If you enable sample data preview or querying, Atlan cost-optimizes previews and queries for tables only. For views and materialized views, Atlan shows a cost nudge before you preview or query data. Learn more in What does Atlan crawl from Google BigQuery?.

You must create a service account to enable Atlan to extract metadata from Google BigQuery. To create a service account, you can either use:

  • Google Cloud console
  • Google Cloud CLI

Choose one method below. Both options create the same IAM role, service account, and service account key.

Prerequisites

Before you begin, make sure you have:

  • Google BigQuery administrator access to create custom IAM roles, service accounts, and service account keys
  • A Google Cloud project where you want to grant Atlan access
  • Access to either the Google Cloud console or the Google Cloud CLI (gcloud)

Permissions

Atlan requires the following permissions to extract metadata from Google BigQuery. Create a custom role with these permissions, then assign the role to the Atlan service account.

Metadata crawling

Use these permissions for the baseline metadata crawl. To configure permissions for crawling metadata, add the following permissions to the custom role:

  • bigquery.datasets.get enables Atlan to retrieve metadata about a dataset.

  • bigquery.datasets.getIamPolicy enables Atlan to read a dataset's IAM permissions.

  • bigquery.jobs.create enables Atlan to run jobs (including queries) within the project.

    warning

    Without this, Atlan can't query the source.

  • bigquery.routines.get enables Atlan to retrieve routine definitions and metadata.

  • bigquery.routines.list enables Atlan to list routines and metadata on routines.

  • bigquery.tables.get enables Atlan to retrieve table metadata.

  • bigquery.tables.getIamPolicy enables Atlan to read a table's IAM policy.

  • bigquery.tables.list enables Atlan to list tables and metadata on tables.

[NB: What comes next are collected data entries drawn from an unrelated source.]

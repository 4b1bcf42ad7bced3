//! Algebraic vocabulary for homomorphic images.
//!
//! - [`Semigroup`]: Associative binary operations
//! - [`Monoid`]: Semigroup with identity element
//! - [`Sum`], [`Product`], [`Max`], [`Min`]: Numeric wrappers selecting a monoid
//!
//! Any [`Monoid`] can serve as the aggregate of a
//! [`FoldMap`](crate::persistent::FoldMap), which turns a plain mapping
//! function into a [`MonoidMap`](crate::persistent::MonoidMap).
//!
//! # Examples
//!
//! ```rust
//! use catenable::typeclass::{Monoid, Semigroup, Sum};
//!
//! let total = Sum::combine_all((1..=4).map(Sum));
//! assert_eq!(total, Sum(10));
//! assert_eq!(total.combine(Sum::empty()), Sum(10));
//! ```

mod monoid;
mod semigroup;
mod wrappers;

pub use monoid::Monoid;
pub use semigroup::Semigroup;
pub use wrappers::{Max, Min, Product, Sum};
use ratatui::style::Color;

/// Light or dark palette, switchable at runtime.
#[derive(Debug, Clone, Copy, PartialEq, Eq)]
pub enum ThemeKind {
    Light,
    Dark,
}

impl ThemeKind {
    /// Parse the `theme` config value; anything but "dark" is light.
    pub fn from_name(name: &str) -> Self {
        if name.trim().eq_ignore_ascii_case("dark") {
            ThemeKind::Dark
        } else {
            ThemeKind::Light
        }
    }

    pub fn toggled(self) -> Self {
        match self {
            ThemeKind::Light => ThemeKind::Dark,
            ThemeKind::Dark => ThemeKind::Light,
        }
    }

    pub fn label(self) -> &'static str {
        match self {
            ThemeKind::Light => "Light",
            ThemeKind::Dark => "Dark",
        }
    }
}

/// Parsed color theme for the dashboard
#[derive(Debug, Clone)]
pub struct Theme {
    pub background: Color,
    pub text: Color,
    pub accent: Color,
    pub textbox: Color,
    pub dim: Color,
    pub bar: Color,
    pub warning: Color,
    /// Heatmap gradient, from no time to the busiest day
    pub heat_low: (u8, u8, u8),
    pub heat_high: (u8, u8, u8),
}

impl Theme {
    pub fn for_kind(kind: ThemeKind) -> Self {
        match kind {
            ThemeKind::Light => Theme {
                background: Color::Rgb(0xF7, 0xF9, 0xFC),
                text: Color::Rgb(0x00, 0x00, 0x00),
                accent: Color::Rgb(0x3A, 0x6E, 0xA5),
                textbox: Color::Rgb(0xFF, 0xFF, 0xFF),
                dim: Color::Rgb(0x7A, 0x84, 0x90),
                bar: Color::Rgb(0x4E, 0xA8, 0xDE),
                warning: Color::Rgb(0xC0, 0x39, 0x2B),
                heat_low: (0xF7, 0xFB, 0xFF),
                heat_high: (0x08, 0x30, 0x6B),
            },
            ThemeKind::Dark => Theme {
                background: Color::Rgb(0x1E, 0x1E, 0x1E),
                text: Color::Rgb(0xFF, 0xFF, 0xFF),
                accent: Color::Rgb(0x4E, 0xA8, 0xDE),
                textbox: Color::Rgb(0x2C, 0x2C, 0x2C),
                dim: Color::Rgb(0x8A, 0x8A, 0x8A),
                bar: Color::Rgb(0xFF, 0xDD, 0x57),
                warning: Color::Rgb(0xFF, 0x66, 0x66),
                heat_low: (0x0D, 0x08, 0x87),
                heat_high: (0xF0, 0xF9, 0x21),
            },
        }
    }

    /// Heatmap color for `value` on a 0..=`max` scale.
    pub fn heat_color(&self, value: f64, max: f64) -> Color {
        let t = if max > 0.0 {
            (value / max).clamp(0.0, 1.0)
        } else {
            0.0
        };
        let lerp = |a: u8, b: u8| (a as f64 + (b as f64 - a as f64) * t).round() as u8;
        let (lr, lg, lb) = self.heat_low;
        let (hr, hg, hb) = self.heat_high;
        Color::Rgb(lerp(lr, hr), lerp(lg, hg), lerp(lb, hb))
    }
}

  • bigquery.readsessions.create enables Atlan to create a session to stream large results.

  • bigquery.readsessions.getData enables Atlan to retrieve data from the session.

  • bigquery.readsessions.update enables Atlan to cancel the session.

  • resourcemanager.projects.get enables Atlan to retrieve project names and metadata.

Atlan uses the BigQuery tables.get API endpoint to capture metadata. If you crawl external Delta Lake format tables that aren't created as BigLake tables, BigQuery checks the latest Delta Lake checkpoint to detect schema changes. Add these Cloud Storage permissions to the custom role:

  • storage.objects.get
  • storage.objects.list

For more information, see Creating Delta Lake tables.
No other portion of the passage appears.